Monday, May 5, 2008

Insya Allah Kukuh di Manhaj Salaf

Untuk istri dan anak-anakku, aku cukupkan pencarian manhaj (metodologi) dalam memahami islam. Cukuplah mengeksplorasi islam dengan pisau bedah salafy. Gunakan nalar untuk memahami dalil yang bersumber dari Al Qur’an dan Assunnah sesuai dengan pemahaman sahabat, tabiin, tabiit tabiin dan ulama-ulama shalih sebelumnya (salafush shalih).

Pasang surut pencarian makna kehidupan dimulai dari keluarga yang memiliki pemahaman yang berbeda. Almarhum ayah saya lebih cenderung ke pemahaman Muhammadiyah, sementara ibu dibesarkan dari keluarga yang mengamalkan ajaran Nadhlatul Ulama. Menamatkan Sekolah Dasar di Sekolah Islam dan sorenya khusus mengikuti pelajaran agama islam di madrasah. Setelah itu, melanjutkan pendidikan umum sampai jenjang master. Setelah menyelesaikan program S2 di keilmuan umum, ada kehampaan di diri saya. Yang biasanya disibukkan dengan buku-buku literatur, tugas-tugas akademis, persiapan makalah seminar, dll, tiba-tiba lenyap. Sulit untuk merubah ritme waktu yang sebelumnya sudah tersetup secara alamiah. Untuk mengisi kekosongan tersebut, saya mencoba mengalihkan dengan banyak membaca literatur-literatur umum dan agama, menghadiri dan menjadi pembicara di seminar-seminar, dan ikut di organisasi kajian-kajian islam, hingga akhirnya insya allah telah dibukakan hidayah untuk menemukan alfirqatun najiyah (jalan orang-orang yang selamat).

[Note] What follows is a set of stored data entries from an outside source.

//! Parallel unit execution with cooperative cancellation
//!
//! Benchmark trials are independent units: each builds and owns its own
//! structure, so they can run on rayon's pool without any locking. Results
//! are always returned in unit order regardless of which worker finished
//! first, which keeps every downstream aggregate reproducible.
//!
//! Cancellation is cooperative. The flag is checked before each unit
//! starts; units already running complete normally.

use std::sync::atomic::{AtomicBool, Ordering};
use std::sync::Arc;

use rayon::prelude::*;

/// Shared cancellation flag handed to long-running batches
#[derive(Debug, Clone, Default)]
pub struct CancellationToken {
    cancelled: Arc<AtomicBool>,
}

impl CancellationToken {
    pub fn new() -> Self {
        Self::default()
    }

    /// Requests cancellation (best effort)
    pub fn cancel(&self) {
        self.cancelled.store(true, Ordering::Relaxed);
    }

    /// Check if cancellation was requested
    pub fn is_cancelled(&self) -> bool {
        self.cancelled.load(Ordering::Relaxed)
    }
}

/// Outcome of a batch of units
#[derive(Debug, Clone, PartialEq)]
pub struct UnitBatch<R> {
    /// Completed unit results in unit order
    pub completed: Vec<R>,

    /// Whether some units were skipped because of cancellation
    pub cancelled: bool,
}

/// Executes `count` units, optionally on the rayon pool
///
/// `unit` receives the unit index. With cancellation, the completed
/// results are the ones whose units started before the flag was seen.
pub fn run_units<R, F>(count: usize, parallel: bool, token: &CancellationToken, unit: F) -> UnitBatch<R>
where
    R: Send,
    F: Fn(usize) -> R + Sync + Send,
{
    if parallel {
        let outcomes: Vec<Option<R>> = (0..count)
            .into_par_iter()
            .map(|i| if token.is_cancelled() { None } else { Some(unit(i)) })
            .collect();
        let total = outcomes.len();
        let completed: Vec<R> = outcomes.into_iter().flatten().collect();
        let cancelled = completed.len() < total;
        UnitBatch { completed, cancelled }
    } else {
        let mut completed = Vec::with_capacity(count);
        for i in 0..count {
            if token.is_cancelled() {
                return UnitBatch {
                    completed,
                    cancelled: true,
                };
            }
            completed.push(unit(i));
        }
        UnitBatch {
            completed,
            cancelled: false,
        }
    }
}

#[cfg(test)]
mod tests {
    use super::*;

    #[test]
    fn test_results_keep_unit_order() {
        let token = CancellationToken::new();
        let sequential = run_units(100, false, &token, |i| i * i);
        let parallel = run_units(100, true, &token, |i| i * i);

        assert_eq!(sequential, parallel);
        assert!(!parallel.cancelled);
        assert_eq!(parallel.completed[7], 49);
    }

    #[test]
    fn test_cancellation_keeps_completed_units() {
        let token = CancellationToken::new();
        let batch = run_units(10, false, &token, |i| {
            if i == 3 {
                token.cancel();
            }
            i
        });

        assert!(batch.cancelled);
        assert_eq!(batch.completed, vec![0, 1, 2, 3]);
    }

    #[test]
    fn test_pre_cancelled_batch_runs_nothing() {
        let token = CancellationToken::new();
        token.cancel();
        assert!(token.is_cancelled());

        let batch = run_units(5, true, &token, |i| i);
        assert!(batch.cancelled);
        assert!(batch.completed.is_empty());
    }
}
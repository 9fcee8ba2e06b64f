//! Lazy, restartable search traces
//!
//! A `SearchRun` is a validated (structure, algorithm, target) triple. It
//! holds no cursor state of its own: every call to `steps` derives a brand
//! new `Trace` from the immutable structure, so a replay never observes a
//! previous consumer's position. A `Trace` is a plain pull iterator; the
//! algorithm advances only when the consumer asks for the next step.

use std::fmt::Debug;
use std::iter::FusedIterator;
use std::time::{Duration, Instant};

use crate::algorithm::resolve;
use crate::algorithm::traits::{AlgorithmKind, Result, SearchCursor};
use crate::data_structures::structure::Structure;
use crate::execution::history::Replay;
use crate::execution::recorder::{SearchResult, SearchStep, StepRecorder};

/// Single-consumer step sequence for one search
pub struct Trace<'a, T> {
    cursor: Box<dyn SearchCursor<T> + 'a>,
    recorder: StepRecorder,
    started: Option<Instant>,
    result: Option<SearchResult>,
}

impl<'a, T> Trace<'a, T> {
    pub fn new(cursor: Box<dyn SearchCursor<T> + 'a>) -> Self {
        Self {
            cursor,
            recorder: StepRecorder::new(),
            started: None,
            result: None,
        }
    }

    /// Final result, available once the trace has been exhausted
    pub fn result(&self) -> Option<&SearchResult> {
        self.result.as_ref()
    }

    /// Comparisons recorded so far
    pub fn comparisons(&self) -> usize {
        self.recorder.comparisons()
    }

    /// Drains the remaining steps without retaining them
    pub fn finish(mut self) -> SearchResult {
        for _ in self.by_ref() {}
        match self.result.take() {
            Some(result) => result,
            None => self.recorder.result(Duration::ZERO),
        }
    }
}

impl<'a, T> Iterator for Trace<'a, T> {
    type Item = SearchStep<T>;

    fn next(&mut self) -> Option<Self::Item> {
        if self.result.is_some() {
            return None;
        }
        let started = *self.started.get_or_insert_with(Instant::now);
        let step = self.cursor.advance(&mut self.recorder);
        if step.as_ref().map_or(true, |s| s.outcome.is_terminal()) {
            self.result = Some(self.recorder.result(started.elapsed()));
        }
        step
    }
}

impl<'a, T> FusedIterator for Trace<'a, T> {}

impl<'a, T> Debug for Trace<'a, T> {
    fn fmt(&self, f: &mut std::fmt::Formatter<'_>) -> std::fmt::Result {
        f.debug_struct("Trace")
            .field("recorder", &self.recorder)
            .field("result", &self.result)
            .finish()
    }
}

/// Validated search request that can be traced any number of times
#[derive(Debug, Clone)]
pub struct SearchRun<'s, T> {
    structure: &'s Structure<T>,
    algorithm: AlgorithmKind,
    target: T,
}

impl<'s, T: Ord + Clone> SearchRun<'s, T> {
    /// Checks the algorithm against the structure's capabilities
    pub fn new(structure: &'s Structure<T>, algorithm: AlgorithmKind, target: T) -> Result<Self> {
        resolve::<T>(algorithm).check_compatibility(structure.kind(), structure.capabilities())?;
        Ok(Self {
            structure,
            algorithm,
            target,
        })
    }

    /// Fresh trace over the structure snapshot
    pub fn steps(&self) -> Result<Trace<'_, T>> {
        let cursor = resolve::<T>(self.algorithm).cursor(self.structure, &self.target)?;
        Ok(Trace::new(cursor))
    }

    /// Runs a fresh trace to completion, keeping only the result
    pub fn result(&self) -> Result<SearchResult> {
        Ok(self.steps()?.finish())
    }

    /// Runs a fresh trace to completion, keeping every step
    pub fn replay(&self) -> Result<Replay<T>> {
        let mut trace = self.steps()?;
        let steps: Vec<_> = trace.by_ref().collect();
        let result = trace.finish();
        Ok(Replay::new(
            self.algorithm,
            self.structure.kind(),
            self.target.clone(),
            steps,
            result,
        ))
    }

    pub fn algorithm(&self) -> AlgorithmKind {
        self.algorithm
    }

    pub fn target(&self) -> &T {
        &self.target
    }

    pub fn structure(&self) -> &'s Structure<T> {
        self.structure
    }
}

#[cfg(test)]
mod tests {
    use super::*;
    use crate::algorithm::traits::{Position, SearchError, StepOutcome};
    use crate::data_structures::structure::StructureKind;

    #[test]
    fn test_result_available_only_after_exhaustion() {
        let structure = Structure::build(StructureKind::Array, vec![4, 2, 9, 1]).unwrap();
        let run = SearchRun::new(&structure, AlgorithmKind::Linear, 9).unwrap();
        let mut trace = run.steps().unwrap();

        assert!(trace.next().is_some());
        assert!(trace.result().is_none());
        assert_eq!(trace.comparisons(), 1);

        let result = trace.finish();
        assert!(result.found);
        assert_eq!(result.position, Some(Position::Index(2)));
    }

    #[test]
    fn test_traces_are_independent() {
        let structure = Structure::build(StructureKind::LinkedList, vec![1, 2, 3]).unwrap();
        let run = SearchRun::new(&structure, AlgorithmKind::Linear, 3).unwrap();

        let mut first = run.steps().unwrap();
        first.next();
        first.next();

        let second: Vec<_> = run.steps().unwrap().collect();
        assert_eq!(second.len(), 3);
        assert_eq!(second[0].ordinal, 1);
        assert_eq!(second[0].position, Some(Position::Offset(0)));

        let rest: Vec<_> = first.collect();
        assert_eq!(rest.len(), 1);
        assert_eq!(rest[0].outcome, StepOutcome::Match);
    }

    #[test]
    fn test_trace_is_fused() {
        let structure = Structure::build(StructureKind::Array, Vec::<i32>::new()).unwrap();
        let run = SearchRun::new(&structure, AlgorithmKind::Linear, 1).unwrap();
        let mut trace = run.steps().unwrap();

        assert_eq!(trace.next().map(|s| s.outcome), Some(StepOutcome::Exhausted));
        assert!(trace.next().is_none());
        assert!(trace.next().is_none());
        assert_eq!(trace.result().map(|r| r.comparisons), Some(0));
    }

    #[test]
    fn test_incompatible_run_is_rejected_up_front() {
        let structure = Structure::build(StructureKind::LinkedList, vec![1, 2, 3]).unwrap();
        let err = SearchRun::new(&structure, AlgorithmKind::Binary, 2).unwrap_err();
        assert!(matches!(err, SearchError::UnsupportedCombination { .. }));
    }
}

Dekat dengan TBC (Takhayul, Bid’ah dan Churafat).

Faktor lingkungan menyeret saya ke pemahaman islam yang lebih berorientasi kepada TBC. Tak bisa disanggah bahwa realitas sosial budaya di Indonesia menunjukkan bahwa proses penyebaran agama islam di Indonesia adalah melalui proses asimilasi dengan aliran-aliran lain. Semakin bertambahnya umur yang tentunya berimplikasi kepada peningkatan kapasitas otak dalam mencerna, semakin saya merasa bahwa bukan pemahaman islam seperti ini yang saya inginkan. Sulit bagi saya untuk bisa memahami syariat-syariat yang tidak masuk akal, ibadah-ibadah yang tidak mengacu kepada dalil-dalil yang sahih, ritual-ritual yang berasal dari mimpi-mimpi para ulama, dan ajaran-ajaran yang dilesakkan oleh para kyai dengan hanya mengacu pada satu kitab yang ”katanya” bersandar kepada mazhab Imam Syafii, namun saat dicek dengan literatur lain yang lebih sahih ternyata Imam Syafii tidak pernah mengajarkan hal tersebut. Inilah titik awal timbulnya keinginan untuk mempelajari manhaj (metodologi) yang lurus, benar, bisa dicerna akal dan tidak menimbulkan keraguan.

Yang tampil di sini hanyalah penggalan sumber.